======== Exercise inputs ========

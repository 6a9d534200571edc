//! Chart synchronisation state machine tests.
//!
//! Run with: cargo test --test chart_sync_test

mod common;

use chrono::TimeDelta;
use std::sync::Arc;
use wx_dashboard::chart::{
    ChartPanel, ChartSyncController, MemoryPanel, SyncPhase, VisibleRange, scrub_window,
};
use wx_dashboard::model::Sample;
use wx_dashboard::view::PanelId;

fn controller() -> (ChartSyncController, Vec<MemoryPanel>) {
    let panels: Vec<MemoryPanel> = [PanelId::Temperature, PanelId::Humidity, PanelId::Wind]
        .into_iter()
        .map(MemoryPanel::new)
        .collect();
    let boxed = panels
        .iter()
        .cloned()
        .map(|p| Box::new(p) as Box<dyn ChartPanel>)
        .collect();
    (ChartSyncController::new(boxed), panels)
}

fn bound(n: usize) -> (ChartSyncController, Vec<MemoryPanel>, Arc<[Sample]>) {
    let (mut sync, panels) = controller();
    let series: Arc<[Sample]> = common::series(n).into();
    sync.bind(series.clone());
    (sync, panels, series)
}

fn assert_all_panels_show(panels: &[MemoryPanel], expected: VisibleRange) {
    for panel in panels {
        assert_eq!(panel.visible_range(), Some(expected), "panel {:?}", panel.id());
    }
}

#[test]
fn bind_shows_full_span() {
    let (sync, panels, series) = bound(100);
    let full = VisibleRange::new(series[0].timestamp, series[99].timestamp);

    assert_eq!(sync.phase(), SyncPhase::Bound);
    assert_eq!(sync.visible_range(), Some(full));
    assert_eq!(sync.slider_position_pct(), 100.0);
    assert!(sync.is_bound_to(&series));
    assert_all_panels_show(&panels, full);
}

#[test]
fn short_series_stays_idle() {
    let (mut sync, panels) = controller();
    sync.bind(common::series(1).into());
    assert_eq!(sync.phase(), SyncPhase::Idle);
    assert_eq!(sync.visible_range(), None);

    // Gestures while idle do nothing
    let t = common::t0();
    assert!(!sync.on_pan_or_zoom(PanelId::Humidity, VisibleRange::new(t, t + TimeDelta::hours(1))));
    assert!(!sync.on_scrub(50.0));
    assert!(!sync.zoom(2.0));
    sync.reset();
    assert_eq!(sync.phase(), SyncPhase::Idle);
    assert!(panels.iter().all(|p| p.applied_count() == 0));
}

#[test]
fn scrub_centres_window() {
    let (mut sync, panels, series) = bound(100);
    assert_eq!(scrub_window(100, 50.0), (39, 58));

    assert!(sync.on_scrub(50.0));
    let expected = VisibleRange::new(series[39].timestamp, series[58].timestamp);
    assert_eq!(sync.visible_range(), Some(expected));
    assert_eq!(sync.slider_position_pct(), 50.0);
    assert_all_panels_show(&panels, expected);
}

#[test]
fn scrub_window_clamps_at_edges() {
    assert_eq!(scrub_window(100, 0.0), (0, 19));
    assert_eq!(scrub_window(100, 100.0), (80, 99));
    // Minimum width of five samples
    assert_eq!(scrub_window(10, 50.0), (2, 6));
    // Never wider than the series
    assert_eq!(scrub_window(3, 50.0), (0, 2));
}

#[test]
fn pan_is_not_reapplied_to_origin() {
    let (mut sync, panels, series) = bound(100);
    let before: Vec<usize> = panels.iter().map(MemoryPanel::applied_count).collect();

    let range = VisibleRange::new(series[10].timestamp, series[30].timestamp);
    panels[1].gesture(range);
    assert!(sync.on_pan_or_zoom(PanelId::Humidity, range));

    assert_eq!(sync.visible_range(), Some(range));
    assert_all_panels_show(&panels, range);
    assert_eq!(panels[0].applied_count(), before[0] + 1);
    assert_eq!(panels[1].applied_count(), before[1]);
    assert_eq!(panels[2].applied_count(), before[2] + 1);
}

#[test]
fn echoes_are_dropped() {
    let (mut sync, panels, series) = bound(100);
    let range = VisibleRange::new(series[10].timestamp, series[30].timestamp);
    panels[0].gesture(range);
    sync.on_pan_or_zoom(PanelId::Temperature, range);
    let counts: Vec<usize> = panels.iter().map(MemoryPanel::applied_count).collect();

    // Other panels report back the range they were given
    assert!(!sync.on_pan_or_zoom(PanelId::Humidity, range));
    assert!(!sync.on_pan_or_zoom(PanelId::Wind, range));
    let after: Vec<usize> = panels.iter().map(MemoryPanel::applied_count).collect();
    assert_eq!(counts, after);
}

#[test]
fn reversed_range_is_normalised() {
    let (mut sync, _panels, series) = bound(10);
    let (a, b) = (series[2].timestamp, series[6].timestamp);
    sync.on_pan_or_zoom(PanelId::Wind, VisibleRange { min: b, max: a });
    assert_eq!(sync.visible_range(), Some(VisibleRange { min: a, max: b }));
}

#[test]
fn reset_restores_full_span() {
    let (mut sync, panels, series) = bound(100);
    sync.on_scrub(20.0);
    sync.reset();

    let full = VisibleRange::new(series[0].timestamp, series[99].timestamp);
    assert_eq!(sync.visible_range(), Some(full));
    assert_eq!(sync.slider_position_pct(), 100.0);
    assert_eq!(sync.phase(), SyncPhase::Bound);
    assert_all_panels_show(&panels, full);
}

#[test]
fn rebinding_discards_zoom() {
    let (mut sync, panels, _) = bound(100);
    sync.on_scrub(10.0);

    let fresh: Arc<[Sample]> = common::series(50).into();
    sync.bind(fresh.clone());
    let full = VisibleRange::new(fresh[0].timestamp, fresh[49].timestamp);
    assert_eq!(sync.visible_range(), Some(full));
    assert_eq!(sync.slider_position_pct(), 100.0);
    assert_all_panels_show(&panels, full);
}

#[test]
fn zoom_scales_around_centre_and_clamps() {
    // 100 samples five minutes apart: 495 minutes of data
    let (mut sync, panels, series) = bound(100);
    let full = VisibleRange::new(series[0].timestamp, series[99].timestamp);

    // Zooming out of the full span changes nothing
    assert!(!sync.zoom(2.0));

    assert!(sync.zoom(0.5));
    let half = sync.visible_range().unwrap();
    assert_eq!(half.span(), full.span() / 2);
    assert_eq!(half.min + half.span() / 2, full.min + full.span() / 2);
    assert_all_panels_show(&panels, half);

    // Never narrower than an hour
    sync.zoom(0.01);
    assert_eq!(sync.visible_range().unwrap().span(), TimeDelta::hours(1));

    // Near an edge the window shifts back inside the data
    let edge = VisibleRange::new(series[0].timestamp, series[12].timestamp);
    sync.on_pan_or_zoom(PanelId::Temperature, edge);
    sync.zoom(4.0);
    let shifted = sync.visible_range().unwrap();
    assert_eq!(shifted.min, full.min);
    assert_eq!(shifted.span(), edge.span() * 4);
}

========

[Task item] With the line containing "sync.on_scrub(20.0);" as the first and the last line of the data as the final one, copy every line between them exactly, those two included.

[Result of this exercise]
    sync.on_scrub(20.0);
    sync.reset();

    let full = VisibleRange::new(series[0].timestamp, series[99].timestamp);
    assert_eq!(sync.visible_range(), Some(full));
    assert_eq!(sync.slider_position_pct(), 100.0);
    assert_eq!(sync.phase(), SyncPhase::Bound);
    assert_all_panels_show(&panels, full);
}

#[test]
fn rebinding_discards_zoom() {
    let (mut sync, panels, _) = bound(100);
    sync.on_scrub(10.0);

    let fresh: Arc<[Sample]> = common::series(50).into();
    sync.bind(fresh.clone());
    let full = VisibleRange::new(fresh[0].timestamp, fresh[49].timestamp);
    assert_eq!(sync.visible_range(), Some(full));
    assert_eq!(sync.slider_position_pct(), 100.0);
    assert_all_panels_show(&panels, full);
}

#[test]
fn zoom_scales_around_centre_and_clamps() {
    // 100 samples five minutes apart: 495 minutes of data
    let (mut sync, panels, series) = bound(100);
    let full = VisibleRange::new(series[0].timestamp, series[99].timestamp);

    // Zooming out of the full span changes nothing
    assert!(!sync.zoom(2.0));

    assert!(sync.zoom(0.5));
    let half = sync.visible_range().unwrap();
    assert_eq!(half.span(), full.span() / 2);
    assert_eq!(half.min + half.span() / 2, full.min + full.span() / 2);
    assert_all_panels_show(&panels, half);

    // Never narrower than an hour
    sync.zoom(0.01);
    assert_eq!(sync.visible_range().unwrap().span(), TimeDelta::hours(1));

    // Near an edge the window shifts back inside the data
    let edge = VisibleRange::new(series[0].timestamp, series[12].timestamp);
    sync.on_pan_or_zoom(PanelId::Temperature, edge);
    sync.zoom(4.0);
    let shifted = sync.visible_range().unwrap();
    assert_eq!(shifted.min, full.min);
    assert_eq!(shifted.span(), edge.span() * 4);
}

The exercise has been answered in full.